Relationship corroborated by several other studies: …
HOWEVER: (1) no straightforward way to derive the trade-off (only that there is one, not the -4)
(2) interpretation dubious.
… alternative interpretation …
reality is probably a mixture, so we do not know how strong the effect really is
I had promised to get back to one important question: Is all the criticism just formalistic mathematics, or does it have consequences? Did a simulation to check this. Will Putnam’s approach really yield incorrect results?
… (create a situation in which we know what the correct answer is) …
Simplest of all: just unrelated random numbers. No relationships. No trade-off, so we shouldn’t find one if Putnam’s approach is correct.
Created fake data, assuming log-normal distributions.
This is what the data look like, if we plot P against D, as did Putnam. May come as a surprise that there is any relationship at all, starting from random numbers.
But have a look at the definitions. Effort is in def of D and of P, causing a relationship between them.
Follow in Putnam’s footsteps. Same fit, same result. Transform into power law. Reproduce Putnam’s algebraic manipulations, and find same result (within error bounds). We find a relationship that is not really there.
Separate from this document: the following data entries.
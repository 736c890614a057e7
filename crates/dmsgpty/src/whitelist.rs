//! Public keys allowed to reach a pty host over dmsg

use std::collections::BTreeSet;
use std::io;
use std::path::{Path, PathBuf};

use async_trait::async_trait;
use tokio::sync::{Mutex, RwLock};

use dmsg_protocol::PubKey;

use crate::error::WhitelistError;

/// Authorization set consulted for every dmsg-origin connection
///
/// Adding a present key and removing an absent one both succeed.
#[async_trait]
pub trait Whitelist: Send + Sync {
    async fn get(&self, pk: &PubKey) -> Result<bool, WhitelistError>;

    /// All members in key order
    async fn all(&self) -> Result<Vec<PubKey>, WhitelistError>;

    async fn add(&self, pks: &[PubKey]) -> Result<(), WhitelistError>;

    async fn remove(&self, pks: &[PubKey]) -> Result<(), WhitelistError>;
}

/// In-memory whitelist
#[derive(Debug, Default)]
pub struct MemoryWhitelist {
    keys: RwLock<BTreeSet<PubKey>>,
}

impl MemoryWhitelist {
    pub fn new() -> Self {
        Self::default()
    }

    pub fn with_keys(keys: impl IntoIterator<Item = PubKey>) -> Self {
        Self {
            keys: RwLock::new(keys.into_iter().collect()),
        }
    }
}

#[async_trait]
impl Whitelist for MemoryWhitelist {
    async fn get(&self, pk: &PubKey) -> Result<bool, WhitelistError> {
        Ok(self.keys.read().await.contains(pk))
    }

    async fn all(&self) -> Result<Vec<PubKey>, WhitelistError> {
        Ok(self.keys.read().await.iter().copied().collect())
    }

    async fn add(&self, pks: &[PubKey]) -> Result<(), WhitelistError> {
        self.keys.write().await.extend(pks.iter().copied());
        Ok(())
    }

    async fn remove(&self, pks: &[PubKey]) -> Result<(), WhitelistError> {
        let mut keys = self.keys.write().await;
        for pk in pks {
            keys.remove(pk);
        }
        Ok(())
    }
}

/// Whitelist persisted as a JSON array of hex keys
///
/// Every operation reads the file afresh so edits made by another process
/// between calls are picked up. Mutations hold an in-process lock for the
/// whole read-modify-write and replace the file through a rename, so a
/// reader never sees a partial write. Concurrent writers in different
/// processes can still lose each other's updates.
#[derive(Debug)]
pub struct FileWhitelist {
    path: PathBuf,
    lock: Mutex<()>,
}

impl FileWhitelist {
    /// Open the whitelist at `path`, creating an empty one if missing
    pub async fn open(path: impl Into<PathBuf>) -> Result<Self, WhitelistError> {
        let path = path.into();
        if let Some(parent) = path.parent() {
            if !parent.as_os_str().is_empty() {
                tokio::fs::create_dir_all(parent).await?;
            }
        }
        if tokio::fs::metadata(&path).await.is_err() {
            write_keys(&path, &BTreeSet::new()).await?;
        }
        Ok(Self {
            path,
            lock: Mutex::new(()),
        })
    }

    pub fn path(&self) -> &Path {
        &self.path
    }

    async fn update(
        &self,
        f: impl FnOnce(&mut BTreeSet<PubKey>),
    ) -> Result<(), WhitelistError> {
        let _guard = self.lock.lock().await;
        let mut keys = read_keys(&self.path).await?;
        let before = keys.clone();
        f(&mut keys);
        if keys != before {
            write_keys(&self.path, &keys).await?;
        }
        Ok(())
    }
}

async fn read_keys(path: &Path) -> Result<BTreeSet<PubKey>, WhitelistError> {
    let raw = match tokio::fs::read(path).await {
        Ok(raw) => raw,
        Err(e) if e.kind() == io::ErrorKind::NotFound => return Ok(BTreeSet::new()),
        Err(e) => return Err(e.into()),
    };
    if raw.iter().all(u8::is_ascii_whitespace) {
        return Ok(BTreeSet::new());
    }
    let keys: Vec<PubKey> = serde_json::from_slice(&raw)?;
    Ok(keys.into_iter().collect())
}

async fn write_keys(path: &Path, keys: &BTreeSet<PubKey>) -> Result<(), WhitelistError> {
    let body = serde_json::to_vec_pretty(&keys.iter().collect::<Vec<_>>())?;
    let mut tmp = path.as_os_str().to_owned();
    tmp.push(".tmp");
    let tmp = PathBuf::from(tmp);

    tokio::fs::write(&tmp, body).await?;
    tokio::fs::rename(&tmp, path).await?;
    Ok(())
}

#[async_trait]
impl Whitelist for FileWhitelist {
    async fn get(&self, pk: &PubKey) -> Result<bool, WhitelistError> {
        Ok(read_keys(&self.path).await?.contains(pk))
    }

    async fn all(&self) -> Result<Vec<PubKey>, WhitelistError> {
        Ok(read_keys(&self.path).await?.into_iter().collect())
    }

    async fn add(&self, pks: &[PubKey]) -> Result<(), WhitelistError> {
        self.update(|keys| keys.extend(pks.iter().copied())).await
    }

    async fn remove(&self, pks: &[PubKey]) -> Result<(), WhitelistError> {
        self.update(|keys| {
            for pk in pks {
                keys.remove(pk);
            }
        })
        .await
    }
}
Coincidence? No, analysis can be done analytically. …
And of course, I chose the parameters to reproduce Putnam’s results. Could have derived any negative value I wanted from unrelated random numbers, just be selecting appropriate values for the SD’s.
Find same result. (Or different one, depending on choices.)
Generic equations: very small dataset, one organisation, no coroboration.
Accurate estimates: not addressed by Putnam. (Only a claim in the abstract.)
Trade-off: incorrect analysis, no corroboration.
Despite elaborate search: did not find a single study corroborating Putnam’s results, except the circular study.
Inevitable conclusion: no credibility for either the sw eq or the trade-off law. They should no longer be used.
End of story? Unfortunately – no. Some of the issues discussed here are quite common in the estimation and metrics literature. Especially handling of statistical relationships as if exact, and their interpretation as causal relationships without further ado.
E.g., there are at least 4 studies interpreting the relationship between team size and effort (or productivity) as evidence that larger teams cause more effort.
What to do? (1) Take care in handling statistical relationships. Remember the basics. (2) Read with care. (3) Use simulations to test an approach. Some problems can be found doing the simplest of simulations, using unrelated random numbers. Simulations can be especially powerful if some (realistic) causal effects that are not part of the analysis in put into the data.